“Queer how I came to make such a bonehead crack as that,” he muttered, as he walked back across the campus; and when he reached his room and found everybody gone, and Dick—for a wonder—in bed and sound asleep, he looked on the study table for the demonstration sheet, meaning to correct the slip.
Oddly enough, the sheet wasn’t to be found. He had either misplaced it, or it had disappeared during his absence. Since it was wrong, anyhow, he did not search very long or carefully; instead, he sat down and painstakingly made another sheet, correcting the error that had appeared in the original; did that, and then went to bed and forgot the incident.
But the next day in class he was pointedly reminded of it. Blackboard demonstrations were called for and Problem 754 was given out. Having the processes at his finger-ends, Larry got through quickly and returned to his seat. Once there, it was only natural that he should look on to see how the other members of the section were getting along. To his astonishment he saw that three of the blackboard workers were demonstrating the problem exactly as he had done it on the sheet of paper that had disappeared; copying it precisely, with the x plus y error and all!
On a bit of paper torn from his scratch pad Larry jotted down the names of the men who were apparently copying from the lost sheet, and that evening, after supper, he asked Dick if he knew the names of the Freshmen who had already been pledged to the Zeta Omegas.
“Sure I do,” was the ready reply. “There are seven of us. Got a list somewhere. Here she is: I’ll call ’em off.”
Without explaining anything, Larry took out the list he had made in class and checked it silently as Dick read from his list. It came out exactly as he thought it would; the three men whose names he had written down were among the pledges to the Omegs. The double mystery of the disappearance of the faulty demonstration, and its reappearance in three separate places on the blackboards, was solved. Lansing had merely pocketed the solution, which he supposed was the correct one, and had given it to at least three of the Freshman pledges to his own fraternity.
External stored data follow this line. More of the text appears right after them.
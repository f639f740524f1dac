// Authentication module
// Session persistence, token refresh and sign-in flows

mod credentials;
mod events;
mod manager;
mod refresh;
mod types;

pub use credentials::CredentialStore;
pub use events::SessionEvents;
pub use manager::{IdentityProvider, SessionManager};
pub use refresh::TokenRefresher;
pub use types::{token_preview, AuthMethod, Session, SessionEvent, SignUpOutcome, TokenGrant};
use serde::{Deserialize, Serialize};
use std::sync::Arc;
use uuid::Uuid;

use super::logged;
use crate::auth::SessionManager;
use crate::error::{ClientError, Result};
use crate::models::Profile;
use crate::rest::{Order, Query, Rest};

const FOLLOWS: &str = "follows";
const PROFILES: &str = "profiles";

#[derive(Serialize)]
struct FollowRow {
    follower_id: Uuid,
    following_id: Uuid,
}

#[derive(Deserialize)]
struct FollowerRow {
    follower_id: Uuid,
}

#[derive(Deserialize)]
struct FollowingRow {
    following_id: Uuid,
}

#[derive(Clone)]
pub struct FollowRepository {
    rest: Rest,
    session: Arc<SessionManager>,
}

impl FollowRepository {
    pub fn new(rest: Rest, session: Arc<SessionManager>) -> Self {
        Self { rest, session }
    }

    pub async fn follow(&self, target: Uuid) -> Result<()> {
        let result: Result<()> = async {
            let me = self.session.current_user_id().await?;
            if me == target {
                return Err(ClientError::ValidationError(
                    "You cannot follow yourself".to_string(),
                ));
            }
            self.rest
                .upsert(
                    FOLLOWS,
                    "follower_id,following_id",
                    &FollowRow {
                        follower_id: me,
                        following_id: target,
                    },
                )
                .await
        }
        .await;
        logged("follows.follow", result)
    }

    pub async fn unfollow(&self, target: Uuid) -> Result<()> {
        let result: Result<()> = async {
            let me = self.session.current_user_id().await?;
            let query = Query::new()
                .eq("follower_id", me)
                .eq("following_id", target);
            self.rest.delete(FOLLOWS, &query).await
        }
        .await;
        logged("follows.unfollow", result)
    }

    pub async fn is_following(&self, target: Uuid) -> Result<bool> {
        let result: Result<bool> = async {
            let me = self.session.current_user_id().await?;
            let query = Query::new()
                .select("following_id")
                .eq("follower_id", me)
                .eq("following_id", target);
            let row: Option<FollowingRow> = self.rest.select_one(FOLLOWS, query).await?;
            Ok(row.is_some())
        }
        .await;
        logged("follows.is_following", result)
    }

    /// Profiles following `user_id`
    pub async fn followers(&self, user_id: Uuid) -> Result<Vec<Profile>> {
        let result: Result<Vec<Profile>> = async {
            let query = Query::new()
                .select("follower_id")
                .eq("following_id", user_id);
            let rows: Vec<FollowerRow> = self.rest.select(FOLLOWS, &query).await?;
            let ids: Vec<Uuid> = rows.into_iter().map(|r| r.follower_id).collect();
            self.profiles(&ids).await
        }
        .await;
        logged("follows.followers", result)
    }

    /// Profiles `user_id` follows
    pub async fn following(&self, user_id: Uuid) -> Result<Vec<Profile>> {
        let result: Result<Vec<Profile>> = async {
            let query = Query::new()
                .select("following_id")
                .eq("follower_id", user_id);
            let rows: Vec<FollowingRow> = self.rest.select(FOLLOWS, &query).await?;
            let ids: Vec<Uuid> = rows.into_iter().map(|r| r.following_id).collect();
            self.profiles(&ids).await
        }
        .await;
        logged("follows.following", result)
    }

    async fn profiles(&self, ids: &[Uuid]) -> Result<Vec<Profile>> {
        if ids.is_empty() {
            return Ok(Vec::new());
        }
        let query = Query::new()
            .select("*")
            .in_list("id", ids)
            .order("username", Order::Asc);
        self.rest.select(PROFILES, &query).await
    }
}
use std::sync::Arc;
use std::time::Duration;
use tokio::time::Instant;
use uuid::Uuid;

use super::{logged, IdRow};
use crate::auth::SessionManager;
use crate::error::{ClientError, Result};
use crate::models::{Profile, ProfileUpdate};
use crate::rest::{Order, Query, Rest};

const PROFILES: &str = "profiles";

/// Interval between existence checks while waiting for a new profile row
const PROFILE_POLL_INTERVAL: Duration = Duration::from_millis(500);

#[derive(Clone)]
pub struct ProfileRepository {
    rest: Rest,
    session: Arc<SessionManager>,
    wait_timeout: Duration,
}

impl ProfileRepository {
    pub fn new(rest: Rest, session: Arc<SessionManager>, wait_timeout: Duration) -> Self {
        Self {
            rest,
            session,
            wait_timeout,
        }
    }

    pub async fn get(&self, id: Uuid) -> Result<Option<Profile>> {
        let result = self
            .rest
            .select_one(PROFILES, Query::new().select("*").eq("id", id))
            .await;
        logged("profiles.get", result)
    }

    /// Profile of the signed-in user
    pub async fn current(&self) -> Result<Option<Profile>> {
        let id = logged("profiles.current", self.session.current_user_id().await)?;
        self.get(id).await
    }

    pub async fn get_by_username(&self, username: &str) -> Result<Option<Profile>> {
        let result = self
            .rest
            .select_one(PROFILES, Query::new().select("*").eq("username", username))
            .await;
        logged("profiles.get_by_username", result)
    }

    /// Username search, alphabetical
    pub async fn search(&self, needle: &str, limit: u32) -> Result<Vec<Profile>> {
        if needle.trim().is_empty() {
            return Ok(Vec::new());
        }

        let query = Query::new()
            .select("*")
            .ilike("username", needle.trim())
            .order("username", Order::Asc)
            .limit(limit);
        logged("profiles.search", self.rest.select(PROFILES, &query).await)
    }

    /// Update the signed-in user's profile
    pub async fn update(&self, update: &ProfileUpdate) -> Result<Profile> {
        let result: Result<Profile> = async {
            if update.is_empty() {
                return Err(ClientError::ValidationError(
                    "Nothing to update".to_string(),
                ));
            }
            if let Some(username) = &update.username {
                validate_username(username)?;
            }

            let id = self.session.current_user_id().await?;
            let rows: Vec<Profile> = self
                .rest
                .update(PROFILES, &Query::new().eq("id", id), update)
                .await?;
            rows.into_iter().next().ok_or_else(|| ClientError::BackendError {
                status: 404,
                message: format!("Profile {} not found", id),
            })
        }
        .await;
        logged("profiles.update", result)
    }

    pub async fn exists(&self, id: Uuid) -> Result<bool> {
        let result = self
            .rest
            .select_one::<IdRow>(PROFILES, Query::new().select("id").eq("id", id))
            .await
            .map(|row| row.is_some_and(|row| row.id == id));
        logged("profiles.exists", result)
    }

    /// Poll until the profile row exists or the wait timeout runs out.
    ///
    /// The row is created by a backend trigger after sign-up, so it can lag the
    /// auth response. Transient errors are retried until the deadline; auth
    /// failures end the wait immediately.
    pub async fn wait_until_exists(&self, id: Uuid) -> Result<bool> {
        let deadline = Instant::now() + self.wait_timeout;
        let mut attempt = 0u32;

        loop {
            attempt += 1;
            match self.exists(id).await {
                Ok(true) => {
                    tracing::debug!(user_id = %id, attempt, "Profile is available");
                    return Ok(true);
                }
                Ok(false) => {}
                Err(e) if e.is_auth_failure() => return Err(e),
                Err(e) => {
                    tracing::warn!(user_id = %id, attempt, "Profile check failed, retrying: {}", e);
                }
            }

            if Instant::now() + PROFILE_POLL_INTERVAL > deadline {
                tracing::warn!(
                    user_id = %id,
                    attempts = attempt,
                    "Gave up waiting for profile after {:?}",
                    self.wait_timeout
                );
                return Ok(false);
            }
            tokio::time::sleep(PROFILE_POLL_INTERVAL).await;
        }
    }
}

fn validate_username(username: &str) -> Result<()> {
    let valid_len = (3..=30).contains(&username.chars().count());
    let valid_chars = username
        .chars()
        .all(|c| c.is_ascii_alphanumeric() || c == '_' || c == '.');

    if valid_len && valid_chars {
        Ok(())
    } else {
        Err(ClientError::ValidationError(format!(
            "Username must be 3-30 letters, digits, '_' or '.': {}",
            username
        )))
    }
}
It was altogether in keeping with Larry’s make-up that he did not explain his reason for wishing to know the names of the Omeg pledges; that Dick’s query as to what he was driving at should be given a “turn-off” answer. But the incident revived all those earlier and antagonistic questionings about the fraternities. Twist and turn it as he would, he couldn’t make Lansing’s action square with his own ideas of fairness.
But he was not quite fair himself in charging the act of one fellow up to a whole fraternity, or rather to fraternities as a whole—though this he did not realize. As he summed it up, it amounted to just this: if any member of a frat was able to “get by,” all the other members could get good marks without working for them; which, when you come to look at it, was putting a part for the whole with a vengeance—arguing a suit of clothes from a small bunch of wool on the sheep’s back, as you might say.
He did not go so far as to say that the incident would determine his action when, or if, the bid should be made. Nevertheless, it did set him balancing again on the fence of indecision. But, after all, it was little Purdick who gave him the push in the direction in which he was finally to fall.